[MLton] A MLton / C-- Experiment

Sat, 12 Mar 2005 23:21:59 -0500 (EST)

After sufficient time and exposure to the C-- developers, I conceived
of what appeared to be a rather simple experiment in writing a C--
codegen for MLton.  Like the C, x86, and bytecode codegens, this
experimental backend would be required to abide by the existing
garbage collector API/invariants.

* MLton Codegen Background *

Some background for the C-- developers/users:

Each codegen in MLton translates from the Machine IL
(http://mlton.org/Machine), which is untyped intermediate language,
which corresponds to an abstract register machine.  It has proven
useful to share the MLton runtime system between all codegens.  What
this effectively means is that it is most convenient to separate the
ML execution stack from the system stack and decide on ML stack layout
_before_ any codegen takes over. In particular, we compute all the ML
stack frame info for each "procedure" (note, by this time, a
"procedure" is far removed from an individual SML function in the
source code), including stack frame size, GC masks for each frame,
etc. To do so, the Machine IL imagines an abstract machine with an
infinite number of (pseudo-)registers of every size.  A liveness
analysis determines, for each variable, whether or not it is live
across a point where the runtime system might take over (for example,
any garbage collection point) or a call to another "procedure".  Those
that are live go on the ML stack, while those that aren't live go into
psuedo-registers.  From this information, we know all we need to about
each stack frame.  On the downside, nothing further on is allowed to
change this stack info; it is set in stone.
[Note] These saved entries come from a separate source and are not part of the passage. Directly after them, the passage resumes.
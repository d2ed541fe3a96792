use thiserror::Error;

use crate::hooks::HookKind;
use crate::host::HostError;

/// Everything the engine can fail with.
///
/// User code (views, effect bodies, cleanups, listeners) reports failures as
/// [`anyhow::Error`]; the engine wraps them with the name of the component
/// they came from.
#[derive(Debug, Error)]
pub enum Error {
    #[error(
        "hook order changed in `{component}` at slot {slot}: expected {}, found {}",
        describe(.expected),
        describe(.found)
    )]
    HookOrderMismatch {
        component: String,
        slot: usize,
        expected: Option<HookKind>,
        found: Option<HookKind>,
    },
    #[error("view of `{component}` failed: {source}")]
    Render {
        component: String,
        #[source]
        source: anyhow::Error,
    },
    #[error("effect in `{component}` failed: {source}")]
    Effect {
        component: String,
        #[source]
        source: anyhow::Error,
    },
    #[error("cleanup in `{component}` failed: {source}")]
    Cleanup {
        component: String,
        #[source]
        source: anyhow::Error,
    },
    #[error("component `{name}` is already defined")]
    DuplicateDefinition { name: String },
    #[error("`{component}` kept scheduling updates after {passes} render passes")]
    RenderLoop { component: String, passes: usize },
    #[error(transparent)]
    Host(#[from] HostError),
}

#[derive(Debug, Clone, Copy, PartialEq, Eq)]
pub enum ErrorKind {
    HookOrderMismatch,
    Render,
    Effect,
    Cleanup,
    DuplicateDefinition,
    RenderLoop,
    Host,
}

impl Error {
    pub fn kind(&self) -> ErrorKind {
        match self {
            Error::HookOrderMismatch { .. } => ErrorKind::HookOrderMismatch,
            Error::Render { .. } => ErrorKind::Render,
            Error::Effect { .. } => ErrorKind::Effect,
            Error::Cleanup { .. } => ErrorKind::Cleanup,
            Error::DuplicateDefinition { .. } => ErrorKind::DuplicateDefinition,
            Error::RenderLoop { .. } => ErrorKind::RenderLoop,
            Error::Host(_) => ErrorKind::Host,
        }
    }

    /// Wraps a failure raised by a view. Engine errors that travelled through
    /// user code with `?` keep their original variant.
    pub(crate) fn from_view(component: &str, err: anyhow::Error) -> Self {
        match err.downcast::<Error>() {
            Ok(engine) => engine,
            Err(source) => Error::Render {
                component: component.to_owned(),
                source,
            },
        }
    }

    pub(crate) fn from_effect(component: &str, err: anyhow::Error) -> Self {
        match err.downcast::<Error>() {
            Ok(engine) => engine,
            Err(source) => Error::Effect {
                component: component.to_owned(),
                source,
            },
        }
    }
}

fn describe(kind: &Option<HookKind>) -> String {
    match kind {
        Some(kind) => kind.to_string(),
        None => "no hook".to_owned(),
    }
}

#[cfg(test)]
mod tests {
    use super::*;

    #[test]
    fn view_errors_keep_engine_variants() {
        let mismatch = Error::HookOrderMismatch {
            component: "Counter".into(),
            slot: 1,
            expected: Some(HookKind::State),
            found: Some(HookKind::Memo),
        };
        let wrapped = Error::from_view("Counter", anyhow::Error::new(mismatch));
        assert_eq!(wrapped.kind(), ErrorKind::HookOrderMismatch);

        let plain = Error::from_view("Counter", anyhow::anyhow!("boom"));
        assert_eq!(plain.kind(), ErrorKind::Render);
        assert_eq!(plain.to_string(), "view of `Counter` failed: boom");
    }

    #[test]
    fn mismatch_message_names_both_sides() {
        let err = Error::HookOrderMismatch {
            component: "Form".into(),
            slot: 3,
            expected: Some(HookKind::LayoutEffect),
            found: None,
        };
        assert_eq!(
            err.to_string(),
            "hook order changed in `Form` at slot 3: expected layout effect, found no hook"
        );
    }
}
//! Standard runtime services backed by Rust's `std` library.
//!
//! [`StdScheduler`] records tick requests in an atomic flag and can wake an
//! event loop through a registered waker. [`StdRuntime`] bundles it with a
//! [`trellis_core::Runtime`] and drives deferred work until the tree is idle.

use std::cell::RefCell;
use std::fmt;
use std::rc::Rc;
use std::sync::atomic::{AtomicBool, Ordering};
use std::sync::{Arc, PoisonError, RwLock};

use trellis_core::{Error, HostAdapter, Runtime, RuntimeConfig, RuntimeHandle, Scheduler};

type Waker = Arc<dyn Fn() + Send + Sync + 'static>;

/// Scheduler that remembers tick requests until the event loop takes them.
pub struct StdScheduler {
    tick_requested: AtomicBool,
    tick_waker: RwLock<Option<Waker>>,
}

impl StdScheduler {
    pub fn new() -> Self {
        Self {
            tick_requested: AtomicBool::new(false),
            tick_waker: RwLock::new(None),
        }
    }

    /// Returns whether a tick has been requested since the last call.
    pub fn take_tick_request(&self) -> bool {
        self.tick_requested.swap(false, Ordering::SeqCst)
    }

    /// Registers a waker invoked whenever a tick is requested.
    pub fn set_tick_waker(&self, waker: impl Fn() + Send + Sync + 'static) {
        *self
            .tick_waker
            .write()
            .unwrap_or_else(PoisonError::into_inner) = Some(Arc::new(waker));
    }

    pub fn clear_tick_waker(&self) {
        *self
            .tick_waker
            .write()
            .unwrap_or_else(PoisonError::into_inner) = None;
    }

    fn wake(&self) {
        let waker = self
            .tick_waker
            .read()
            .unwrap_or_else(PoisonError::into_inner)
            .clone();
        if let Some(waker) = waker {
            waker();
        }
    }
}

impl Default for StdScheduler {
    fn default() -> Self {
        Self::new()
    }
}

impl fmt::Debug for StdScheduler {
    fn fmt(&self, f: &mut fmt::Formatter<'_>) -> fmt::Result {
        f.debug_struct("StdScheduler")
            .field("tick_requested", &self.tick_requested.load(Ordering::SeqCst))
            .finish()
    }
}

impl Scheduler for StdScheduler {
    fn request_tick(&self) {
        self.tick_requested.store(true, Ordering::SeqCst);
        self.wake();
    }
}

/// A runtime wired to a [`StdScheduler`].
#[derive(Clone)]
pub struct StdRuntime {
    scheduler: Arc<StdScheduler>,
    runtime: Runtime,
}

impl StdRuntime {
    /// Default tick budget for [`StdRuntime::run_until_idle`].
    pub const MAX_TICKS: usize = 128;

    /// Creates a runtime for `host` configured from the environment.
    pub fn new<H: HostAdapter + 'static>(host: Rc<RefCell<H>>) -> Self {
        Self::with_config(host, RuntimeConfig::from_env())
    }

    pub fn with_config<H: HostAdapter + 'static>(
        host: Rc<RefCell<H>>,
        config: RuntimeConfig,
    ) -> Self {
        let scheduler = Arc::new(StdScheduler::default());
        let runtime = Runtime::new(host, scheduler.clone(), config);
        Self { scheduler, runtime }
    }

    pub fn runtime(&self) -> Runtime {
        self.runtime.clone()
    }

    pub fn runtime_handle(&self) -> RuntimeHandle {
        self.runtime.handle()
    }

    pub fn scheduler(&self) -> Arc<StdScheduler> {
        Arc::clone(&self.scheduler)
    }

    /// Returns whether a tick has been requested since the last call.
    pub fn take_tick_request(&self) -> bool {
        self.scheduler.take_tick_request()
    }

    pub fn set_tick_waker(&self, waker: impl Fn() + Send + Sync + 'static) {
        self.scheduler.set_tick_waker(waker);
    }

    pub fn clear_tick_waker(&self) {
        self.scheduler.clear_tick_waker();
    }

    /// Runs one tick if one was requested or work is queued. Returns whether
    /// anything ran.
    pub fn tick(&self) -> Result<bool, Error> {
        let requested = self.scheduler.take_tick_request();
        if !requested && !self.runtime.has_deferred_work() {
            return Ok(false);
        }
        self.runtime.run_deferred()?;
        Ok(true)
    }

    /// Ticks until no work is left or [`Self::MAX_TICKS`] ticks have run.
    /// Returns the number of ticks.
    pub fn run_until_idle(&self) -> Result<usize, Error> {
        let mut ticks = 0;
        while ticks < Self::MAX_TICKS && self.tick()? {
            ticks += 1;
        }
        if self.runtime.has_deferred_work() {
            log::warn!("runtime still busy after {ticks} ticks; effects keep rescheduling");
        }
        Ok(ticks)
    }
}

impl fmt::Debug for StdRuntime {
    fn fmt(&self, f: &mut fmt::Formatter<'_>) -> fmt::Result {
        f.debug_struct("StdRuntime")
            .field("scheduler", &self.scheduler)
            .field("runtime", &self.runtime.handle())
            .finish()
    }
}
impl RuntimeInner {
    pub(crate) fn is_busy(&self) -> bool {
        self.busy.get() > 0
    }

    fn schedule_render(&self, instance: &Rc<Instance>) {
        self.pending.borrow_mut().push_back(Rc::downgrade(instance));
    }

    fn next_pending(&self) -> Option<Rc<Instance>> {
        loop {
            let next = self.pending.borrow_mut().pop_front()?;
            if let Some(instance) = next.upgrade() {
                return Some(instance);
            }
        }
    }

    pub(crate) fn dispatch(
        self: &Rc<Self>,
        instance: &Rc<Instance>,
        update: Option<PendingUpdate>,
    ) -> Result<(), Error> {
        match instance.lifecycle() {
            Lifecycle::Destroyed => {
                log::warn!(
                    "ignoring update for destroyed `{}` #{}",
                    instance.name(),
                    instance.id()
                );
                return Ok(());
            }
            Lifecycle::Unmounting => {
                log::debug!("ignoring update for unmounting `{}`", instance.name());
                return Ok(());
            }
            _ => {}
        }
        if let Some(update) = update {
            instance.enqueue(update);
        }
        let guard = DepthGuard::enter(instance);
        instance.apply_updates();
        instance.mark_dirty();
        if !guard.is_outermost() {
            log::debug!(
                "coalesced update for `{}` #{} into the running render",
                instance.name(),
                instance.id()
            );
            return Ok(());
        }
        drop(guard);
        self.schedule_render(instance);
        if self.is_busy() {
            log::debug!("deferred update for `{}` until the current batch settles", instance.name());
            return Ok(());
        }
        log::debug!("dispatch to `{}` #{}", instance.name(), instance.id());
        self.run_batch(|_| Ok(()))
    }

    /// Runs `seed`, then renders every queued instance and runs layout
    /// effects until nothing is left, then hands passive effects to the
    /// scheduler.
    pub(crate) fn run_batch(
        self: &Rc<Self>,
        seed: impl FnOnce(&Rc<Self>) -> Result<(), Error>,
    ) -> Result<(), Error> {
        let outcome = {
            let _busy = BusyGuard::enter(self);
            seed(self).and_then(|()| self.settle())
        };
        if outcome.is_err() && !self.is_busy() {
            self.salvage_batch();
        }
        self.schedule_passive_effects();
        outcome
    }

    /// After an unhandled failure, instances whose output reached the host
    /// tree still finish their commit and run their layout effects; their
    /// passive effects stay queued for the next tick. Instances first mounted
    /// into a subtree that was never attached are dropped with it.
    fn salvage_batch(self: &Rc<Self>) {
        let (committed, visited) = {
            let mut batch = self.batch.borrow_mut();
            (mem::take(&mut batch.committed), mem::take(&mut batch.visited))
        };
        let attached =
            |instance: &Rc<Instance>| instance.is_active() && is_attached(instance, &committed);
        let finished: Vec<Rc<Instance>> = committed
            .iter()
            .filter(|instance| attached(*instance))
            .cloned()
            .collect();
        let kept: Vec<Rc<Instance>> = visited
            .into_iter()
            .filter(|instance| attached(instance))
            .collect();
        self.batch.borrow_mut().visited = kept;
        if let Err(err) = self.apply_imperatives() {
            log::error!("imperative update after a failed batch dropped: {err}");
        }
        for instance in finished {
            instance.finish_commit();
            if let Err(err) = self.run_effects(&instance, EffectKind::Layout) {
                log::error!("layout effect after a failed batch dropped: {err}");
            }
        }
    }

    fn settle(self: &Rc<Self>) -> Result<(), Error> {
        let mut rounds = 0;
        loop {
            while let Some(instance) = self.next_pending() {
                let ready = instance.is_active()
                    && instance.is_dirty()
                    && instance.with_rendition(|rendition| rendition.is_some());
                if ready {
                    self.update_instance(&instance)?;
                }
            }
            self.apply_imperatives()?;
            let committed = mem::take(&mut self.batch.borrow_mut().committed);
            if committed.is_empty() {
                if self.pending.borrow().is_empty() {
                    return Ok(());
                }
                continue;
            }
            rounds += 1;
            if rounds > self.config.max_render_passes {
                // layout effects keep scheduling renders that commit again
                return Err(Error::RenderLoop {
                    component: committed
                        .last()
                        .map(|instance| instance.name().to_owned())
                        .unwrap_or_default(),
                    passes: rounds - 1,
                });
            }
            self.run_layout_effects(committed)?;
        }
    }

    fn apply_imperatives(&self) -> Result<(), Error> {
        let queued = mem::take(&mut self.batch.borrow_mut().imperatives);
        for (handle, name, value) in queued {
            match self.apply_imperative(handle, &name, value) {
                Ok(()) => {}
                Err(Error::Host(HostError::Unsupported { operation })) => {
                    log::warn!("host ignored `{name}` on {handle:?}: `{operation}` unsupported");
                }
                Err(Error::Host(HostError::Missing { .. })) => {
                    log::debug!("skipped `{name}` on {handle:?}; node already removed");
                }
                Err(err) => return Err(err),
            }
        }
        Ok(())
    }

    fn run_layout_effects(self: &Rc<Self>, committed: Vec<Rc<Instance>>) -> Result<(), Error> {
        for instance in committed {
            if !instance.is_active() {
                continue;
            }
            instance.finish_commit();
            if let Err(err) = self.run_effects(&instance, EffectKind::Layout) {
                self.recover(&instance, err)?;
            }
        }
        Ok(())
    }

    fn schedule_passive_effects(&self) {
        if self.is_busy() {
            return;
        }
        let visited = mem::take(&mut self.batch.borrow_mut().visited);
        let mut scheduled = false;
        for instance in visited {
            if instance.is_active() && instance.has_pending_effects(EffectKind::Passive) {
                self.deferred
                    .borrow_mut()
                    .push_back(Deferred::Effects(Rc::downgrade(&instance)));
                scheduled = true;
            }
        }
        if scheduled {
            self.request_tick();
        }
    }

    /// Flushes the passive effects and tasks queued before this call.
    pub(crate) fn run_deferred(self: &Rc<Self>) -> Result<(), Error> {
        if self.is_busy() {
            return Ok(());
        }
        let queued: Vec<Deferred> = self.deferred.borrow_mut().drain(..).collect();
        if queued.is_empty() {
            return Ok(());
        }
        self.run_batch(|runtime| {
            let mut queued = queued.into_iter();
            while let Some(job) = queued.next() {
                let outcome = match job {
                    Deferred::Effects(instance) => match instance.upgrade() {
                        Some(instance) if instance.is_active() => runtime
                            .run_effects(&instance, EffectKind::Passive)
                            .or_else(|err| runtime.recover(&instance, err)),
                        _ => Ok(()),
                    },
                    Deferred::Task(task) => {
                        task();
                        Ok(())
                    }
                };
                if let Err(err) = outcome {
                    let mut deferred = runtime.deferred.borrow_mut();
                    for (offset, job) in queued.enumerate() {
                        deferred.insert(offset, job);
                    }
                    return Err(err);
                }
            }
            Ok(())
        })
    }

    /// Renders a mounted instance and reconciles its rendition in place.
    /// Failures go to the nearest error handler.
    pub(crate) fn update_instance(self: &Rc<Self>, instance: &Rc<Instance>) -> Result<(), Error> {
        match self.rerender(instance) {
            Ok(()) => Ok(()),
            Err(err) => self.recover(instance, err),
        }
    }

    fn rerender(self: &Rc<Self>, instance: &Rc<Instance>) -> Result<(), Error> {
        let guard = DepthGuard::enter(instance);
        instance.apply_updates();
        if let Some(err) = instance.take_failure() {
            instance.clear_dirty();
            return Err(err);
        }
        let forced = instance.take_forced();
        if instance.is_mounted() && !forced && !instance.allows_render() {
            instance.clear_dirty();
            log::debug!("`{}` declined to render", instance.name());
            return Ok(());
        }
        instance.set_lifecycle(Lifecycle::Updating);
        let node = self.render(instance)?;
        let mut rendition = instance
            .take_rendition()
            .ok_or(Error::Host(HostError::Unresolved))?;
        let outcome = self.reconcile(Context::owned_by(instance), &mut rendition, node);
        instance.set_rendition(rendition);
        outcome?;
        self.committed(instance);
        drop(guard);
        Ok(())
    }

    /// First render of a new instance. The rendition is left detached for
    /// the caller to insert.
    pub(crate) fn mount_instance(self: &Rc<Self>, instance: &Rc<Instance>) -> Result<(), Error> {
        let outcome = {
            let _guard = DepthGuard::enter(instance);
            instance.set_lifecycle(Lifecycle::Mounting);
            self.render(instance).and_then(|node| {
                let rendition = self.mount_node(Context::owned_by(instance), node)?;
                instance.set_rendition(rendition);
                self.committed(instance);
                Ok(())
            })
        };
        match outcome {
            Ok(()) => Ok(()),
            Err(err) => self.recover(instance, err),
        }
    }

    fn committed(&self, instance: &Rc<Instance>) {
        instance.seal_hooks();
        self.batch
            .borrow_mut()
            .committed
            .push(Rc::clone(instance));
        // updated by a descendant while its rendition was reconciled
        if instance.is_dirty() {
            self.schedule_render(instance);
        }
    }

    /// Calls the view until it stops updating its own state.
    fn render(self: &Rc<Self>, instance: &Rc<Instance>) -> Result<Node, Error> {
        self.batch.borrow_mut().visited.push(Rc::clone(instance));
        let props = instance.props();
        let children = instance.children();
        let limit = self.config.max_render_passes;
        for pass in 1..=limit {
            instance.clear_dirty();
            let node = {
                let mut hooks = instance.hooks.borrow_mut();
                hooks.begin();
                let output = {
                    let mut scope = Scope::new(&mut hooks, instance, &children);
                    (instance.def.view)(&mut scope, (*props).as_any())
                };
                let node = output.map_err(|err| Error::from_view(instance.name(), err))?;
                hooks
                    .finish()
                    .map_err(|mismatch| mismatch.into_error(instance.name()))?;
                node
            };
            if let Some(err) = instance.take_failure() {
                return Err(err);
            }
            if !instance.is_dirty() {
                return Ok(node);
            }
            log::debug!(
                "`{}` updated itself while rendering; starting pass {}",
                instance.name(),
                pass + 1
            );
        }
        Err(Error::RenderLoop {
            component: instance.name().to_owned(),
            passes: limit,
        })
    }

    /// Runs the due effects of one kind: every due cleanup first, newest
    /// first, then the bodies in registration order.
    pub(crate) fn run_effects(&self, instance: &Rc<Instance>, kind: EffectKind) -> Result<(), Error> {
        let mut due = instance.hooks.borrow_mut().take_due(kind);
        if due.is_empty() {
            return Ok(());
        }
        for effect in due.iter_mut().rev() {
            if let Some(cleanup) = effect.cleanup.take() {
                self.run_cleanup(instance, cleanup);
            }
        }
        let scope = EffectScope::new(instance.host_node());
        let mut due = due.into_iter();
        while let Some(effect) = due.next() {
            match (effect.body)(&scope) {
                Ok(cleanup) => instance
                    .hooks
                    .borrow_mut()
                    .store_cleanup(effect.index, cleanup),
                Err(err) => {
                    let mut hooks = instance.hooks.borrow_mut();
                    hooks.forget_deps(effect.index);
                    for skipped in due {
                        hooks.forget_deps(skipped.index);
                    }
                    return Err(Error::from_effect(instance.name(), err));
                }
            }
        }
        Ok(())
    }

    pub(crate) fn run_cleanup(&self, instance: &Instance, cleanup: Cleanup) {
        if let Err(source) = cleanup.run() {
            let err = Error::Cleanup {
                component: instance.name().to_owned(),
                source,
            };
            log::error!("{err}");
        }
    }

    /// Hands `err` to the nearest error handler and mounts its replacement
    /// where the failing instance's output was. If the replacement fails to
    /// mount, the next handler up gets that failure. Without a handler the
    /// error keeps travelling up.
    pub(crate) fn recover(self: &Rc<Self>, instance: &Rc<Instance>, err: Error) -> Result<(), Error> {
        instance.hooks.borrow_mut().discard_pending();
        instance.clear_dirty();
        let mut err = err;
        let mut boundary = instance.find_error_handler();
        while let Some((owner, handler)) = boundary {
            log::warn!(
                "`{}` #{} failed, showing the output of `{}`'s error handler: {err}",
                instance.name(),
                instance.id(),
                owner.name()
            );
            let replacement = handler(&err);
            let mounted = {
                let _recovering = RecoveryGuard::enter(&owner);
                self.mount_node(Context::owned_by(instance), replacement)
            };
            match mounted {
                Ok(fresh) => return self.show_fallback(instance, fresh),
                Err(failure) => {
                    log::warn!("error handler output of `{}` failed: {failure}", owner.name());
                    err = failure;
                    boundary = owner.enclosing_error_handler();
                }
            }
        }
        Err(err)
    }

    fn show_fallback(&self, instance: &Rc<Instance>, fresh: Mounted) -> Result<(), Error> {
        if let Some(old) = instance.take_rendition() {
            let old_handle = old.host_handle();
            self.unmount(&old);
            self.replace_child(instance.host_parent(), fresh.host_handle()?, old_handle?)?;
        }
        instance.set_rendition(fresh);
        self.batch
            .borrow_mut()
            .committed
            .push(Rc::clone(instance));
        Ok(())
    }
}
At this point, we either generate C, x86 assembly, or bytecode.  The
one place where the runtime system distinguishes between the codegens
is in how it looks up the frame layout from a 32-bit word.  This
32-bit word is the translation of the return continuation of a
non-tail call in the Machine IL.

If we generate C, each of those pseudo-registers corresponds to a C
local variable.  C is maintaining it's own stack in parallel with the
stack that MLton constructed above.  Now gcc tries to do register
allocation, and it tries to put as many of these pseudo-registers into
physical registers as possible; when it is forced to spill, it spills
to the C stack.  Hence, it doesn't disturb the ML stack.

The C codegen suffers from many of the problems that C-- identifies;
insufficient support for proper tail calls and efficient exceptions.
To compensate, the C codegen uses convoluted trampolining.  Hence, the
C codegen uses small 32-bit integers as the translation of Machine IL
return continuations; these small integers can be used as indices into
a table when the runtime needs to lookup the frame layout.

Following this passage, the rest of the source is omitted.